** DATASET RECORDS follows **

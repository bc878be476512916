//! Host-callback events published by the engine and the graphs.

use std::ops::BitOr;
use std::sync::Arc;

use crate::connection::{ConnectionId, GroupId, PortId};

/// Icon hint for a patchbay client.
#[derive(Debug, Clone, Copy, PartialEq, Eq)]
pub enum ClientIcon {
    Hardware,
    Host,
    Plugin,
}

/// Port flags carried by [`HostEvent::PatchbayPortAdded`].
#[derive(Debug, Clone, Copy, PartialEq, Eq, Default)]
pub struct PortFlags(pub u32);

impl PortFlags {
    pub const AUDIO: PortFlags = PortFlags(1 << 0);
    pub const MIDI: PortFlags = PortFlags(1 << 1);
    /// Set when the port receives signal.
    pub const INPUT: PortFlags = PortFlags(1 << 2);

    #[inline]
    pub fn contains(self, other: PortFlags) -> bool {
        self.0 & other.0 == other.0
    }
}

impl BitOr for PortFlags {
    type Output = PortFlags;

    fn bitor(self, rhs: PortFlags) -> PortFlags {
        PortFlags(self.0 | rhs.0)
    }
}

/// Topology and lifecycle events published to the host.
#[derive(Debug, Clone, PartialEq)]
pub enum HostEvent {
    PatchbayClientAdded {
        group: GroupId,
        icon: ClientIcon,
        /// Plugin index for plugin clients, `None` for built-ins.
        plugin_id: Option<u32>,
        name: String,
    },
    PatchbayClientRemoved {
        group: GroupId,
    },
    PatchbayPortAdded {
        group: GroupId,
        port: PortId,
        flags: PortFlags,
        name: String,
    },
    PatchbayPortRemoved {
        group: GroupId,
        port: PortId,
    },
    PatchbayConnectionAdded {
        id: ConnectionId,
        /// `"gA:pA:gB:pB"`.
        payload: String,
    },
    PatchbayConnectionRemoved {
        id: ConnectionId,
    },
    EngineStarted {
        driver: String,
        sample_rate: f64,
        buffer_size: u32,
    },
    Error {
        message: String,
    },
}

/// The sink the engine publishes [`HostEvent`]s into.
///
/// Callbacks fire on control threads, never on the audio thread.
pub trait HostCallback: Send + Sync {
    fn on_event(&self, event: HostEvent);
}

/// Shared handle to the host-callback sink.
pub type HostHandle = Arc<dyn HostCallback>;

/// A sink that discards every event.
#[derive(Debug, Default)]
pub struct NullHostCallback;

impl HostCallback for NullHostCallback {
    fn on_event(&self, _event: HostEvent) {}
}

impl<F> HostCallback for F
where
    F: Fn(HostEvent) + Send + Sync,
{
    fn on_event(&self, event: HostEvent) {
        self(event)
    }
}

** End of DATASET RECORDS **

# INSTRUCTIONS TO FOLLOW:
All of the lines above must be returned exactly.

# RESPONSE BELOW:
repository bc878be476512916
//! Host-callback events published by the engine and the graphs.

use std::ops::BitOr;
use std::sync::Arc;

use crate::connection::{ConnectionId, GroupId, PortId};

/// Icon hint for a patchbay client.
#[derive(Debug, Clone, Copy, PartialEq, Eq)]
pub enum ClientIcon {
    Hardware,
    Host,
    Plugin,
}

/// Port flags carried by [`HostEvent::PatchbayPortAdded`].
#[derive(Debug, Clone, Copy, PartialEq, Eq, Default)]
pub struct PortFlags(pub u32);

impl PortFlags {
    pub const AUDIO: PortFlags = PortFlags(1 << 0);
    pub const MIDI: PortFlags = PortFlags(1 << 1);
    /// Set when the port receives signal.
    pub const INPUT: PortFlags = PortFlags(1 << 2);

    #[inline]
    pub fn contains(self, other: PortFlags) -> bool {
        self.0 & other.0 == other.0
    }
}

impl BitOr for PortFlags {
    type Output = PortFlags;

    fn bitor(self, rhs: PortFlags) -> PortFlags {
        PortFlags(self.0 | rhs.0)
    }
}

/// Topology and lifecycle events published to the host.
#[derive(Debug, Clone, PartialEq)]
pub enum HostEvent {
    PatchbayClientAdded {
        group: GroupId,
        icon: ClientIcon,
        /// Plugin index for plugin clients, `None` for built-ins.
        plugin_id: Option<u32>,
        name: String,
    },
    PatchbayClientRemoved {
        group: GroupId,
    },
    PatchbayPortAdded {
        group: GroupId,
        port: PortId,
        flags: PortFlags,
        name: String,
    },
    PatchbayPortRemoved {
        group: GroupId,
        port: PortId,
    },
    PatchbayConnectionAdded {
        id: ConnectionId,
        /// `"gA:pA:gB:pB"`.
        payload: String,
    },
    PatchbayConnectionRemoved {
        id: ConnectionId,
    },
    EngineStarted {
        driver: String,
        sample_rate: f64,
        buffer_size: u32,
    },
    Error {
        message: String,
    },
}

/// The sink the engine publishes [`HostEvent`]s into.
///
/// Callbacks fire on control threads, never on the audio thread.
pub trait HostCallback: Send + Sync {
    fn on_event(&self, event: HostEvent);
}

/// Shared handle to the host-callback sink.
pub type HostHandle = Arc<dyn HostCallback>;

/// A sink that discards every event.
#[derive(Debug, Default)]
pub struct NullHostCallback;

impl HostCallback for NullHostCallback {
    fn on_event(&self, _event: HostEvent) {}
}

impl<F> HostCallback for F
where
    F: Fn(HostEvent) + Send + Sync,
{
    fn on_event(&self, event: HostEvent) {
        self(event)
    }
}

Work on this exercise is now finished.